Guernsey and Horticulture

Guernsey in Bloom

From Chelsea to the Channel Islands, there’s a heady floral aroma gently sweeping the length and breadth of Britain. For hayfever sufferers it’s time to head in doors with the Kleenex but for the rest of us it’s an enticing, exciting concoction, a call to arms (a.k.a. spades, forks, watering cans…), a flurry of sweet pea and geranium a veritable vegetable garden of runner bean and radish.

Gardeners of Great Britain, Your Country Garden Needs You!

Of course, with 449 flowering plants recorded in January alone, the islands of Guernsey are in bloom year round. But we needed very little excuse to wax lyrical about the floral, horticultural, bloomin’ marvellous appeal of Guernsey! So, without further ado…

The Guernsey Tom

Some say it all began with the tomato…Guernsey’s horticultural origins go back over 200 years when the first greenhouses were erected. Locals dabbled in grape growing but it wasn’t until the advent of the humble tomato that things really took off. In the mid 19th Century Guernsey’s growers were quick to respond to news from medical practitioners that the decorative plant was not only edible but good for your health, and by the 1870s the tomato had overtaken the vine in the island’s glass houses.

The ”Guernsey Tom” dominated the island’s growing industry throughout the 20th Century, with special tomato trains laid on at Southampton and Weymouth during peak periods to cope with the influx. Guernsey became a “glass island”, with 7% of its total surface area under green house by 1950. By the 1970s hundreds of acres of glasshouses were dedicated to tomato growing, with nine million trays per annum exported.

Wicker baskets used to transport tomatoes were reused by growers

Sadly, increased competition from Dutch producers and changes in the British railway system eventually made the export of the tomato less profitable, and Guernsey growers were forced to diversify. But the seeds had been sown for those green fingered islanders!

How does your garden grow

Freesias, roses, carnations, clematis…the combination of Guernsey’s clement climate and horticultural heritage has resulted in a blooming bounty.

Guernsey floral facts:

• At just 25 square miles Guernsey is home to the largest producer of clematis in the world

• Guerney’s Bridget Ozanne Fields are home to an area of very rare wild orchids.

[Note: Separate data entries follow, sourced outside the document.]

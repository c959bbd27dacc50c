use anyhow::Result;
use clap::Parser;
use std::sync::Arc;
use tracing::{error, info};

use livereact_api::{create_router, AppState};
use livereact_core::{logging, Config, MemoryCounterStore, ReactionHub};

/// Live audience reactions for presentations
#[derive(Debug, Parser)]
#[command(name = "livereact", version, about)]
struct Cli {
    /// Path to a config file (defaults and LIVEREACT_* env vars apply on top)
    #[arg(short, long, env = "LIVEREACT_CONFIG")]
    config: Option<String>,
}

#[tokio::main]
async fn main() -> Result<()> {
    let cli = Cli::parse();

    // 1. Load configuration
    let config = Config::load(cli.config.as_deref())?;

    // 2. Initialize logging
    logging::init_logging(&config.logging)?;
    info!("LiveReact server starting...");
    info!("HTTP address: {}", config.http_address());

    // 3. Wire up the broadcast hub and the counter store collaborator
    let hub = Arc::new(ReactionHub::new(config.websocket.send_queue_capacity));
    let store = Arc::new(MemoryCounterStore::new());
    info!(
        send_queue_capacity = config.websocket.send_queue_capacity,
        "ReactionHub initialized"
    );

    let state = AppState::new(hub, store, config.websocket.clone());
    let router = create_router(state);

    // 4. Serve with graceful shutdown
    let listener = tokio::net::TcpListener::bind(config.http_address()).await?;
    info!("HTTP server listening on {}", config.http_address());

    axum::serve(listener, router)
        .with_graceful_shutdown(shutdown_signal())
        .await?;

    info!("HTTP server shut down gracefully");
    Ok(())
}

/// Wait for a shutdown signal (SIGTERM or SIGINT/Ctrl+C)
async fn shutdown_signal() {
    let ctrl_c = async {
        match tokio::signal::ctrl_c().await {
            Ok(()) => {}
            Err(e) => {
                error!("Failed to install Ctrl+C handler: {}", e);
            }
        }
    };

    #[cfg(unix)]
    let terminate = async {
        match tokio::signal::unix::signal(tokio::signal::unix::SignalKind::terminate()) {
            Ok(mut signal) => {
                signal.recv().await;
            }
            Err(e) => {
                error!("Failed to install SIGTERM handler: {}", e);
            }
        }
    };

    #[cfg(not(unix))]
    let terminate = std::future::pending::<()>();

    tokio::select! {
        () = ctrl_c => { info!("Received Ctrl+C"); }
        () = terminate => { info!("Received SIGTERM"); }
    }
}
use serde::{Deserialize, Serialize};

use super::PresentationId;
use crate::error::Error;

/// The closed set of reactions a viewer can send.
///
/// Wire values are the snake_case names, matched case-sensitively; anything
/// else is rejected at decode time so the rest of the system never sees a
/// free-form string.
#[derive(Debug, Clone, Copy, PartialEq, Eq, Hash, Serialize, Deserialize)]
#[serde(rename_all = "snake_case")]
pub enum ReactionKind {
    ThumbsUp,
    Heart,
    Laugh,
    Surprise,
}

impl ReactionKind {
    pub const ALL: [Self; 4] = [Self::ThumbsUp, Self::Heart, Self::Laugh, Self::Surprise];

    #[must_use]
    pub const fn as_str(self) -> &'static str {
        match self {
            Self::ThumbsUp => "thumbs_up",
            Self::Heart => "heart",
            Self::Laugh => "laugh",
            Self::Surprise => "surprise",
        }
    }

    /// Parse a wire value; `None` for anything outside the closed set.
    #[must_use]
    pub fn parse(value: &str) -> Option<Self> {
        match value {
            "thumbs_up" => Some(Self::ThumbsUp),
            "heart" => Some(Self::Heart),
            "laugh" => Some(Self::Laugh),
            "surprise" => Some(Self::Surprise),
            _ => None,
        }
    }
}

impl std::fmt::Display for ReactionKind {
    fn fmt(&self, f: &mut std::fmt::Formatter<'_>) -> std::fmt::Result {
        f.write_str(self.as_str())
    }
}

impl std::str::FromStr for ReactionKind {
    type Err = Error;

    fn from_str(s: &str) -> Result<Self, Self::Err> {
        Self::parse(s).ok_or_else(|| Error::InvalidInput(format!("Invalid reaction type: {s}")))
    }
}

/// A validated reaction in flight.
///
/// Ephemeral: built by the router on decode, consumed by broadcast, never
/// persisted by the broadcast core.
#[derive(Debug, Clone, PartialEq, Eq)]
pub struct ReactionEvent {
    pub presentation_id: PresentationId,
    pub kind: ReactionKind,
}

impl ReactionEvent {
    #[must_use]
    pub const fn new(presentation_id: PresentationId, kind: ReactionKind) -> Self {
        Self {
            presentation_id,
            kind,
        }
    }
}

#[cfg(test)]
mod tests {
    use super::*;

    #[test]
    fn test_parse_closed_set() {
        assert_eq!(ReactionKind::parse("thumbs_up"), Some(ReactionKind::ThumbsUp));
        assert_eq!(ReactionKind::parse("heart"), Some(ReactionKind::Heart));
        assert_eq!(ReactionKind::parse("laugh"), Some(ReactionKind::Laugh));
        assert_eq!(ReactionKind::parse("surprise"), Some(ReactionKind::Surprise));
        assert_eq!(ReactionKind::parse("nope"), None);
        // Case-sensitive
        assert_eq!(ReactionKind::parse("Heart"), None);
        assert_eq!(ReactionKind::parse(""), None);
    }

    #[test]
    fn test_serde_wire_values() {
        for kind in ReactionKind::ALL {
            let json = serde_json::to_string(&kind).unwrap();
            assert_eq!(json, format!("\"{}\"", kind.as_str()));
            let back: ReactionKind = serde_json::from_str(&json).unwrap();
            assert_eq!(back, kind);
        }
    }
}
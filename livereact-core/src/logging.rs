use tracing::Level;
use tracing_subscriber::{
    fmt::{self, format::FmtSpan},
    layer::SubscriberExt,
    util::SubscriberInitExt,
    EnvFilter,
};

use crate::config::LoggingConfig;

/// Initialize structured logging based on configuration
///
/// Supports both JSON (production) and pretty (development) formats
/// with configurable log levels and optional file output.
pub fn init_logging(config: &LoggingConfig) -> anyhow::Result<()> {
    let log_level = parse_log_level(&config.level)?;

    let env_filter = EnvFilter::try_from_default_env()
        .or_else(|_| EnvFilter::try_new(&config.level))
        .unwrap_or_else(|_| EnvFilter::new(log_level.to_string()));

    let registry = tracing_subscriber::registry().with(env_filter);

    if config.format.as_str() == "json" {
        let json_layer = fmt::layer()
            .json()
            .with_span_events(FmtSpan::CLOSE)
            .with_current_span(true)
            .with_target(true)
            .with_line_number(true)
            .with_file(true);

        if let Some(file_path) = &config.file_path {
            let file = std::fs::OpenOptions::new()
                .create(true)
                .append(true)
                .open(file_path)?;
            let file_layer = json_layer.with_writer(std::sync::Arc::new(file));
            registry.with(file_layer).init();
        } else {
            registry.with(json_layer).init();
        }
    } else {
        let pretty_layer = fmt::layer()
            .pretty()
            .with_span_events(FmtSpan::CLOSE)
            .with_target(true)
            .with_line_number(true)
            .with_file(false);

        if let Some(file_path) = &config.file_path {
            let file = std::fs::OpenOptions::new()
                .create(true)
                .append(true)
                .open(file_path)?;
            let file_layer = pretty_layer.with_writer(std::sync::Arc::new(file));
            registry.with(file_layer).init();
        } else {
            registry.with(pretty_layer).init();
        }
    }

    Ok(())
}

/// Parse log level string to tracing Level
fn parse_log_level(level: &str) -> anyhow::Result<Level> {
    match level.to_lowercase().as_str() {
        "trace" => Ok(Level::TRACE),
        "debug" => Ok(Level::DEBUG),
        "info" => Ok(Level::INFO),
        "warn" | "warning" => Ok(Level::WARN),
        "error" => Ok(Level::ERROR),
        _ => Err(anyhow::anyhow!("Invalid log level: {level}")),
    }
}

• The island also provides two thirds of all the freesias sold in UK

• In 1998 319,000 boxes of roses and 223,000 boxes of freesias were exported

• South African amaryllis “Nerine sarniensis” or Guernsey Lily was named after Guernsey – ‘Sarnia’ being the name the Romans gave to the island of Guernsey. The bulb is indigenous to South Africa and grows in the wild on Table Mountain and other south western mountains of the Cape Province of South Africa. Local legend states that the first bulbs were washed ashore on the west coast of Guernsey from a Dutch ship wrecked whilst en route from Japan

• Candie Gardens boasts two of the earliest examples of greenhouses in the British Isles, believed to be built around 1792

• Camellias and magnolias often grow to be huge in Guernsey, not least in the public gardens of Saumarez Park. These exotic species were originally planted by a Guernsey diplomat who had served as the British Ambassador to Japan

• The gardens of Victor Hugo’s exile home, Hauteville House, have been faithfully renovated and include a kitchen garden, fruit trees and Hugo’s United States of Europe Oak – a living link with this great visionary.

Victor Hugo at Hauteville House

Visitors to Guernsey can head to the Guernsey Flower Centre in the parish of Vale to the see the various growing stages of freesia, the planting of corms, the picking, bunching and boxing of this exotic plant.

Fletchers Freesias at the Guernsey Freesia Centre in the parish of St Sampsons – who despatch two million stems each year – also opens its doors to visitors.